The task: The number of lines below containing the word "project" is all that should be returned.

Data under study:
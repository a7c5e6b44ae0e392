//! Account management against the hosted identity provider
//!
//! The provisioning trigger runs server-side, so every operation here goes
//! through the provider's admin surface and authenticates with the
//! service-role key rather than the anonymous project key.

mod types;

use reqwest::Client;
use serde_json::json;

use crate::config::ClientOptions;
use crate::error::Error;
use crate::fetch::Fetch;

pub use types::*;

/// Admin client for the identity provider
pub struct IdentityAdmin {
    /// The base URL for the platform project
    url: String,

    /// The service-role key authorizing admin operations
    service_key: String,

    /// Request factory carrying the project key and timeout
    fetch: Fetch,
}

impl IdentityAdmin {
    /// Create a new IdentityAdmin client
    pub(crate) fn new(
        url: &str,
        key: &str,
        service_key: &str,
        client: Client,
        options: ClientOptions,
    ) -> Self {
        Self {
            url: url.to_string(),
            service_key: service_key.to_string(),
            fetch: Fetch::new(client, key, options.request_timeout),
        }
    }

    fn get_admin_url(&self, path: &str) -> String {
        format!("{}/identity/v1/admin{}", self.url, path)
    }

    /// Create a new identity account
    ///
    /// Fails with [`Error::AccountCreation`] when the provider rejects the
    /// account (duplicate or invalid email, weak password).
    pub async fn create_account(&self, request: &AccountRequest) -> Result<Account, Error> {
        let url = self.get_admin_url("/accounts");

        let response = self
            .fetch
            .post(&url)
            .bearer_auth(&self.service_key)
            .json(request)?
            .execute_raw()
            .await?;

        if !response.status().is_success() {
            let text = response.text().await.unwrap_or_default();
            return Err(Error::account_creation(text));
        }

        let account: Account = response.json().await?;
        Ok(account)
    }

    /// Delete an identity account
    ///
    /// Used by the provisioner to undo an account creation whose record
    /// write-back failed.
    pub async fn delete_account(&self, account_id: &str) -> Result<(), Error> {
        let url = self.get_admin_url(&format!("/accounts/{}", account_id));

        let response = self
            .fetch
            .delete(&url)
            .bearer_auth(&self.service_key)
            .execute_raw()
            .await?;

        if !response.status().is_success() {
            let text = response.text().await.unwrap_or_default();
            return Err(Error::general(format!(
                "Failed to delete account {}: {}",
                account_id, text
            )));
        }

        Ok(())
    }

    /// Send a password-recovery mail to an account
    pub async fn send_recovery(&self, email: &str) -> Result<(), Error> {
        let url = format!("{}/identity/v1/recover", self.url);

        let payload = json!({ "email": email });

        let response = self
            .fetch
            .post(&url)
            .json(&payload)?
            .execute_raw()
            .await?;

        if !response.status().is_success() {
            let text = response.text().await.unwrap_or_default();
            return Err(Error::general(format!(
                "Failed to send recovery mail: {}",
                text
            )));
        }

        Ok(())
    }
}

#[cfg(test)]
mod tests {
    use super::*;
    use serde_json::json;
    use wiremock::matchers::{header, method, path};
    use wiremock::{Mock, MockServer, ResponseTemplate};

    fn admin(server: &MockServer) -> IdentityAdmin {
        IdentityAdmin::new(
            &server.uri(),
            "test_anon_key",
            "test_service_key",
            Client::new(),
            ClientOptions::default(),
        )
    }

    #[test]
    fn test_create_account() {
        tokio_test::block_on(async {
            let mock_server = MockServer::start().await;

            Mock::given(method("POST"))
                .and(path("/identity/v1/admin/accounts"))
                .and(header("apikey", "test_anon_key"))
                .and(header("Authorization", "Bearer test_service_key"))
                .respond_with(ResponseTemplate::new(200).set_body_json(json!({
                    "id": "acc-1",
                    "email": "ana@example.com",
                    "display_name": "Ana Santos"
                })))
                .mount(&mock_server)
                .await;

            let request = AccountRequest::new("ana@example.com", "s3cret", "Ana Santos");
            let account = admin(&mock_server).create_account(&request).await.unwrap();

            assert_eq!(account.id, "acc-1");
            assert_eq!(account.email, "ana@example.com");
            assert_eq!(account.display_name.as_deref(), Some("Ana Santos"));
        });
    }

    #[test]
    fn test_create_account_rejection() {
        tokio_test::block_on(async {
            let mock_server = MockServer::start().await;

            Mock::given(method("POST"))
                .and(path("/identity/v1/admin/accounts"))
                .respond_with(ResponseTemplate::new(422).set_body_string("invalid email"))
                .mount(&mock_server)
                .await;

            let request = AccountRequest::new("not-an-email", "s3cret", "Ana Santos");
            let result = admin(&mock_server).create_account(&request).await;

            match result {
                Err(Error::AccountCreation(msg)) => assert!(msg.contains("invalid email")),
                other => panic!("expected AccountCreation error, got {:?}", other),
            }
        });
    }
}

Exercise output: 3